● **What is expected**: Whenever a line in the data holds the string "Modifier", copy that line.

[Records from a data collection]

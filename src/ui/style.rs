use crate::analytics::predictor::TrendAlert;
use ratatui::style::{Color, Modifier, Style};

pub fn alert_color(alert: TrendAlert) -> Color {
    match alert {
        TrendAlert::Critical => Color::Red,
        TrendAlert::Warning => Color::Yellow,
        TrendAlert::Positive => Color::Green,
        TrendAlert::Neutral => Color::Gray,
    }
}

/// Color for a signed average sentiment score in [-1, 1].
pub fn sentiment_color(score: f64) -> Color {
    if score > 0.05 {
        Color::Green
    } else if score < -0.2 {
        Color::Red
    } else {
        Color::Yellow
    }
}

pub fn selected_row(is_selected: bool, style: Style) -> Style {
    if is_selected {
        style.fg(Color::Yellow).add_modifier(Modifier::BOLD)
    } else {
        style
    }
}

● **Answer below**:
use ratatui::style::{Color, Modifier, Style};
        style.fg(Color::Yellow).add_modifier(Modifier::BOLD)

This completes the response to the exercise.